Torrents Time : le plug-in serait dangereux pour votre sécurité
Plusieurs développeurs s'étant intéressés de près au plug-in Torrents Time, permettant de lire des fichiers torrent depuis un navigateur, lui ont découvert plusieurs failles de sécurité.
La promesse est alléchante : “Téléchargez et regardez des torrents directement depuis votre navigateur”. Le format torrent, apparu depuis voilà de nombreuses années sur la toile, permet, moyennant des sources de téléchargement conséquentes et une patience éventuellement exemplaire, d’acquérir de manière illégale films, musique, photos et autres types de fichiers.
Cette pratique, telle que venant d’être présentée, n’est donc pas sans afficher de notables désagréments. Voilà pourquoi l’existence de Torrents Time apparaît presque comme une bénédiction pour tous les internautes privilégiant le côté obscur pour étoffer leur culture. Mais si ce plug-in s’est, à son apparition, illustré par sa facilité d’utilisation, il s’avère aujourd’hui bien plus nocif qu’il ne pouvait y paraître de prime abord.

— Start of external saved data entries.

//! GeoJSON feature model used by the stores
//!
//! Dangle layers hold `Point`s, connector layers hold `LineString`s and road
//! layers hold `LineString`s or `MultiLineString`s. Any other geometry is kept
//! as raw JSON and written back untouched. Positions may carry a third
//! (elevation) value; only longitude and latitude are used for matching.
//! Members the model does not know about (`id`, `bbox`, `crs`, ...) are kept
//! in `extra` so rewriting a layer does not lose them.

use serde::{Deserialize, Deserializer, Serialize};
use serde_json::{json, Map, Value};

use crate::core::coord::Coord;

/// Feature properties (attribute table row)
pub type Properties = Map<String, Value>;

/// A GeoJSON position: `[lon, lat]` or `[lon, lat, z]`
#[derive(Debug, Clone, Copy, PartialEq, Serialize, Deserialize)]
#[serde(try_from = "Vec<f64>", into = "Vec<f64>")]
pub struct Position {
    pub lon: f64,
    pub lat: f64,
    pub z: Option<f64>,
}

impl Position {
    pub fn coord(&self) -> Coord {
        Coord::new(self.lon, self.lat)
    }
}

impl TryFrom<Vec<f64>> for Position {
    type Error = String;

    fn try_from(values: Vec<f64>) -> std::result::Result<Self, Self::Error> {
        match values[..] {
            [lon, lat] => Ok(Self { lon, lat, z: None }),
            [lon, lat, z] => Ok(Self { lon, lat, z: Some(z) }),
            _ => Err(format!(
                "position must have 2 or 3 values, found {}",
                values.len()
            )),
        }
    }
}

impl From<Position> for Vec<f64> {
    fn from(p: Position) -> Self {
        match p.z {
            Some(z) => vec![p.lon, p.lat, z],
            None => vec![p.lon, p.lat],
        }
    }
}

impl From<[f64; 2]> for Position {
    fn from([lon, lat]: [f64; 2]) -> Self {
        Self { lon, lat, z: None }
    }
}

impl From<Coord> for Position {
    fn from(c: Coord) -> Self {
        Self {
            lon: c.lon,
            lat: c.lat,
            z: None,
        }
    }
}

/// Geometry types the pipeline reads, parsed from their `type` tag
#[derive(Deserialize)]
#[serde(tag = "type")]
enum TypedGeometry {
    Point { coordinates: Position },
    LineString { coordinates: Vec<Position> },
    MultiLineString { coordinates: Vec<Vec<Position>> },
}

/// Geometry of a feature
#[derive(Debug, Clone, PartialEq, Serialize, Deserialize)]
#[serde(try_from = "Value", into = "Value")]
pub enum Geometry {
    Point { coordinates: Position },
    LineString { coordinates: Vec<Position> },
    MultiLineString { coordinates: Vec<Vec<Position>> },
    /// Any other geometry (including `null`), passed through as is
    Other(Value),
}

impl TryFrom<Value> for Geometry {
    type Error = serde_json::Error;

    fn try_from(value: Value) -> std::result::Result<Self, Self::Error> {
        match value.get("type").and_then(Value::as_str) {
            Some("Point" | "LineString" | "MultiLineString") => {
                Ok(match serde_json::from_value(value)? {
                    TypedGeometry::Point { coordinates } => Geometry::Point { coordinates },
                    TypedGeometry::LineString { coordinates } => {
                        Geometry::LineString { coordinates }
                    }
                    TypedGeometry::MultiLineString { coordinates } => {
                        Geometry::MultiLineString { coordinates }
                    }
                })
            }
            _ => Ok(Geometry::Other(value)),
        }
    }
}

impl From<Geometry> for Value {
    fn from(geometry: Geometry) -> Self {
        match geometry {
            Geometry::Point { coordinates } => json!({"type": "Point", "coordinates": coordinates}),
            Geometry::LineString { coordinates } => {
                json!({"type": "LineString", "coordinates": coordinates})
            }
            Geometry::MultiLineString { coordinates } => {
                json!({"type": "MultiLineString", "coordinates": coordinates})
            }
            Geometry::Other(value) => value,
        }
    }
}

impl Geometry {
    /// Two-point line between `a` and `b`
    pub fn line(a: Coord, b: Coord) -> Self {
        Geometry::LineString {
            coordinates: vec![a.into(), b.into()],
        }
    }

    pub fn as_point(&self) -> Option<Coord> {
        match self {
            Geometry::Point { coordinates } => Some(coordinates.coord()),
            _ => None,
        }
    }

    /// Parts of a linear geometry; empty for anything else
    pub fn line_parts(&self) -> Vec<&[Position]> {
        match self {
            Geometry::LineString { coordinates } => vec![coordinates.as_slice()],
            Geometry::MultiLineString { coordinates } => {
                coordinates.iter().map(Vec::as_slice).collect()
            }
            _ => Vec::new(),
        }
    }
}

/// `"properties": null` is valid GeoJSON
fn nullable_properties<'de, D: Deserializer<'de>>(deserializer: D) -> std::result::Result<Properties, D::Error> {
    Ok(Option::<Properties>::deserialize(deserializer)?.unwrap_or_default())
}

#[derive(Debug, Clone, PartialEq, Serialize, Deserialize)]
pub struct Feature {
    #[serde(rename = "type")]
    pub kind: String,
    pub geometry: Geometry,
    #[serde(default, deserialize_with = "nullable_properties")]
    pub properties: Properties,
    #[serde(flatten)]
    pub extra: Map<String, Value>,
}

impl Feature {
    pub fn new(geometry: Geometry, properties: Properties) -> Self {
        Self {
            kind: "Feature".to_string(),
            geometry,
            properties,
            extra: Map::new(),
        }
    }

    pub fn point(coord: Coord, properties: Properties) -> Self {
        Self::new(
            Geometry::Point {
                coordinates: coord.into(),
            },
            properties,
        )
    }
}

/// A layer: every feature of one feature class
#[derive(Debug, Clone, PartialEq, Serialize, Deserialize)]
pub struct FeatureCollection {
    #[serde(rename = "type")]
    pub kind: String,
    pub features: Vec<Feature>,
    #[serde(flatten)]
    pub extra: Map<String, Value>,
}

impl FeatureCollection {
    pub fn new(features: Vec<Feature>) -> Self {
        Self {
            kind: "FeatureCollection".to_string(),
            features,
            extra: Map::new(),
        }
    }

    pub fn empty() -> Self {
        Self::new(Vec::new())
    }

    pub fn len(&self) -> usize {
        self.features.len()
    }

    pub fn is_empty(&self) -> bool {
        self.features.is_empty()
    }
}

impl Default for FeatureCollection {
    fn default() -> Self {
        Self::empty()
    }
}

Sécurité : le plug-in Torrent Time présenterait d’importantes failles
Des développeurs lui ont ainsi découvert des failles de sécurité majeures, comme le rapporte 01net.com. Andrew Sampson révèle par exemple dans une note de blog qu’une ligne de code rédigée en Javascript pourrait faire télécharger n’importe quel contenu sur l’ordinateur d’un utilisateur de Torrents Time. D’autres lignes permettraient quant à elles de connaître le fichier torrent téléchargé par tel internaute et de déterminer le navigateur utilisé. Et le développeur d’ajouter que sur Mac OS X, le plug-in s’installe en mode “root”, lui donnant ainsi accès à l’intégralité du système, et que les sites l’utilisant s’exposeraient davantage à des attaques du genre “Cross site scripting” (XSS).
Des réponses pas forcément convaincantes
Sur la plate-forme reddit, Torrents Time est désigné tel un proxy s’installant sur la machine de l’utilisateur avant d’aller chercher les torrents sur la toile, de les convertir en flux MP4 et de les rapporter au navigateur. D’après le développeur connu sous le pseudo Wack0, si le service proxy installé et l’extension de navigateur assurent leurs communications par connexion chiffrée TLS, cette dernière contiendrait certificats et clés privés. Les développeurs du plug-in ont depuis publié un copieux fichier texte dans lequel nombre d’interrogations relatives à Torrents Time trouvent une réponse, sans pour autant inciter à maintenir sa confiance en ce logiciel.